Câmeras da PM para selfies
Ao afrouxar as normas de utilização de câmeras corporais por policiais militares, o governador de São Paulo, Tarcísio de Freitas (Republicanos), lança sobre os integrantes da corporação a suspeita de que todos são potencialmente corruptos e/ou assassinos.
Longe de representar uma medida de respeito aos PMs, a mudança nas regras ofende os integrantes da categoria, homens e mulheres que arriscam suas vidas em nome da sociedade. Reforça a ideia de que policiais não são profissionais dedicados a garantir a segurança pública, mas feitores ou capatazes encarregados de matar supostos criminosos ou rivais em transações suspeitas.
O desespero da população em relação à criminalidade é mais do que compreensível — todos temos medo de assaltos, ninguém quer ficar na mira de bandidos. Mas a insistência na lógica de que polícia boa é polícia que mata apenas revela o oportunismo dos tantos políticos que insistem em reforçar o pavor e em apresentar soluções supostamente fáceis. Se violência fosse efetiva no combate à criminalidade, o Brasil seria um paraíso, um daqueles lugares em que poderíamos dormir de janelas abertas e sem grades.
Não custa repetir o mantra: polícia com autorização para matar quem bem entender é polícia corrupta; com frequência, parceira da criminalidade que diz combater. Não é razoável que um profissional, seja qual for sua atividade, possa trabalhar sem controle. Todos estamos sujeitos a algum tipo de vigilância, do chefe, do patrão, do Ministério Público, do eleitor — e da própria polícia.
Isso vale pra todo mundo: para bancários, médicos, pedreiros, caixas de supermercado, estoquistas, médicos, enfermeiros, serventes, motoristas de ônibus, pilotos de avião, jornalistas, jornaleiros, mecânicos, apontadores do jogo do bicho; vale para civis e militares.

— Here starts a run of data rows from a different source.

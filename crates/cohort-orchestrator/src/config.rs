use std::path::Path;

use cohort_transform::TransformationConfig;
use cohort_validation::ValidationConfig;
use serde::{Deserialize, Serialize};

use crate::error::{PipelineError, PipelineResult};

/// Which snapshot the distribution stage stages for a participant.
#[derive(Clone, Copy, Debug, Default, PartialEq, Eq, Serialize, Deserialize)]
#[serde(rename_all = "snake_case")]
pub enum DistributionSource {
    /// The transformed outbound snapshot.
    #[default]
    Outbound,
    /// The snapshot as loaded, before transformation.
    Inbound,
}

/// Pipeline configuration, loadable from TOML.
///
/// ```toml
/// max_concurrent_records = 16
/// stage_distribution_from = "outbound"
///
/// [validation]
/// postcode_max_len = 8
/// ```
#[derive(Clone, Debug, PartialEq, Eq, Serialize, Deserialize)]
#[serde(default)]
pub struct PipelineConfig {
    /// Upper bound on records validated or transformed at once.
    pub max_concurrent_records: usize,
    pub stage_distribution_from: DistributionSource,
    /// Copied onto every exception the pipeline raises.
    pub cohort_name: Option<String>,
    pub screening_name: Option<String>,
    pub validation: ValidationConfig,
    pub transformation: TransformationConfig,
}

impl Default for PipelineConfig {
    fn default() -> Self {
        Self {
            max_concurrent_records: 32,
            stage_distribution_from: DistributionSource::Outbound,
            cohort_name: None,
            screening_name: None,
            validation: ValidationConfig::default(),
            transformation: TransformationConfig::default(),
        }
    }
}

impl PipelineConfig {
    pub fn from_toml_str(text: &str) -> PipelineResult<Self> {
        let config: Self =
            toml::from_str(text).map_err(|e| PipelineError::Config(e.to_string()))?;
        config.check()?;
        Ok(config)
    }

    pub fn load(path: impl AsRef<Path>) -> PipelineResult<Self> {
        let text = std::fs::read_to_string(path.as_ref())?;
        Self::from_toml_str(&text)
    }

    pub fn check(&self) -> PipelineResult<()> {
        if self.max_concurrent_records == 0 {
            return Err(PipelineError::Config(
                "max_concurrent_records must be at least 1".into(),
            ));
        }
        if self.validation.postcode_min_len > self.validation.postcode_max_len {
            return Err(PipelineError::Config(
                "postcode_min_len exceeds postcode_max_len".into(),
            ));
        }
        self.transformation.check()?;
        Ok(())
    }
}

E precisa valer para os agentes da lei. Estes, por trabalharem armados e por representarem a mão vigilante e repressora da sociedade, não podem agir como se fossem donos do direito à vida de cada cidadão. As incontáveis imagens de abusos policiais, comuns desde a popularização dos celulares com câmeras, mostram uma pequena parte do que ocorre em favelas e periferias — e nem de longe cometo a injustiça de fazer uma generalização.
A implantação das câmeras fez despencar, entre 2019 e 2022, o número de mortos pela polícia paulista: uma queda de 62,7%, percentual que chegou a 76,2% nos batalhões que passaram a usar o equipamento. E houve diminuição expressiva também no número de policiais mortos no horário de trabalho, de 14 para seis.
As imagens são importantes para reforçar a obtenção de provas contra bandidos. São decisivas importantes para evitar que policiais sejam injustamente acusados de abusos ou crimes.
A violência policial gera ainda mais problemas. A chacina do Carandiru gerou o PCC. O assassinato em massa cometido por policiais mostrou aos presos que eles precisavam se organizar para que pudessem se proteger.
O crescimento e a sofisticação desta e de outras organizações criminosas mostram que o combate efetivo ao crime passa longe de matanças de bandidos. Este tipo de fato costuma servir apenas para dar a impressão de combate sem tréguas, quando, de um modo geral, sequer arranha a superfície das atividades que ameaçam a sociedade.
O crime organizado não ocorre apesar do Estado, mas dentro de sua estrutura. É o que mostram fatos recentes, como as ligações do PCC com políticos e empresa de transporte e a teia de cumplicidades que mostrou a cara no assassinato da vereadora Marielle Franco.
A transparência garante um mínimo de controle social sobre atividades exercidas por agentes públicos, políticos ou policiais. Da mesma forma que exigimos cada vez mais informações sobre o que fazem e deixam de fazer aqueles que são eleitos, seria absurdo delegar plenos poderes a um grupo de profissionais — eles não são melhores ou piores que nenhum de nós.
Ao decidir que policiais terão o direito de escolher o momento de ligar as câmeras, o governo de São Paulo, além de lançar a tal nuvem de desconfiança sobre policiais, desmoraliza o equipamento, assim transformado num adorno inútil. Servirá apenas para produzir imagens para as redes sociais.